Когда конец выхлопной трубы стал тёмно-бордовым, Росляков подал знак Андрею, чтобы тот перекрыл подачу топлива. Двигатель, коротко рыкнув, заглох. Воцарилась неестественная тишина. Вся комната была заполнена сизым, сладковато-горьким дымом. Выждав паузу, Росляков с нетерпением предложил:

- Давай ещё раз!

Андрей с готовностью кивнул и снова повторил запуск. Не остывшая «труба» взревела и вновь выбросила длинное оранжевое жало. Двигатель работал устойчиво. Это была победа!

Но в какой-то момент отраженным от стены газовым потоком подхватило занавеску, и она, попав в выхлопную струю, вспыхнула. Андрей моментально перекрыл подачу топлива. Росляков рванул горящую занавеску, скомкал её и, плотно накрыв брезентовым чехлом от двигателя, быстро потушил пламя.

Из оцепенения их вывели громкие удары в дверь и требовательные возгласы:

- Немедленно откройте!

Андрей, словно лунатик, медленно направился к двери, механически откинул запор и, глуповато улыбаясь, уставился на влетевшего в лабораторию дежурного по училищу.

- Что тут происходит? – заорал тот. - Почему вы здесь, а не там, на вечерней самоподготовке? Откуда дым? Что у вас горело?

Вопросы сыпались один за другим. Из пелены едкого дыма появился Росляков.

- Георгий Павлович, а вы-то что здесь делаете? - изумился дежурный.

- Да вот с молодым человеком проводим испытания новой техники, - улыбаясь, ответил Росляков.

- Какой ещё новой техники? Какие испытания? – бесновался дежурный. - В суточном плане не значится никаких испытаний. Вы же так можете спалить или взорвать всё училище!

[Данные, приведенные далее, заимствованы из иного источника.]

use super::{Completion, WalletState};
use crate::proto::PaymentMethod;
use crate::taxonomy::ErrorModel;

/// Observer of an orchestration, implemented by the host adapter.
///
/// All methods have default no-op implementations. Override only the ones you
/// need. Listeners are called synchronously after the orchestrator releases its
/// internal lock, so they may read or drive the orchestrator (for example call
/// `reset` from `on_completion`) but must not block.
///
/// Notifications are delivered in order for calls made from one task.
/// Notifications caused by calls on different threads are not ordered with
/// respect to each other: a `reset` on one thread can reach listeners before
/// the transition it superseded. Hosts that drive an orchestrator from several
/// threads should treat [`WalletOrchestrator::state`] as the source of truth.
///
/// [`WalletOrchestrator::state`]: crate::wallet::WalletOrchestrator::state
pub trait WalletListener: Send + Sync {
    /// Called on every state transition.
    fn on_state_change(&self, _method: PaymentMethod, _state: &WalletState) {}

    /// Called exactly once when an attempt reaches a terminal state.
    fn on_completion(&self, _method: PaymentMethod, _result: &Result<Completion, ErrorModel>) {}
}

- Можем! - усмехнулся Росляков.

- Ну, знаете! - вспылил страж уставного порядка. - На такие испытания должно быть разрешение командования. Но этого же нет. Вы самовольно проводите какие-то опасные работы. Дежурный по училищу ничего об этом не знает. А, не дай Бог, что случится, с дежурного по училищу в первую очередь снимут шкуру. Так что я вынужден, буду завтра на утреннем докладе сообщить об этом безобразии.

- Конечно, конечно, - с готовностью поддакнул в тон ему Росляков. - Об этом безобразии непременно следует доложить начальнику училища. И вы, как исполнительный офицер, обязательно сделайте это.

Ироничный тон Рослякова окончательно вывел из равновесия дежурного. Лицо его передернула гримаса гнева. Он перевел взгляд на улыбающегося Андрея и зло процедил:

-А вы, товарищ курсант, зря веселитесь. Марш в роту! Доложите командиру, что без уважительных причин отсутствовали на самоподготовке и занимались взрывными работами.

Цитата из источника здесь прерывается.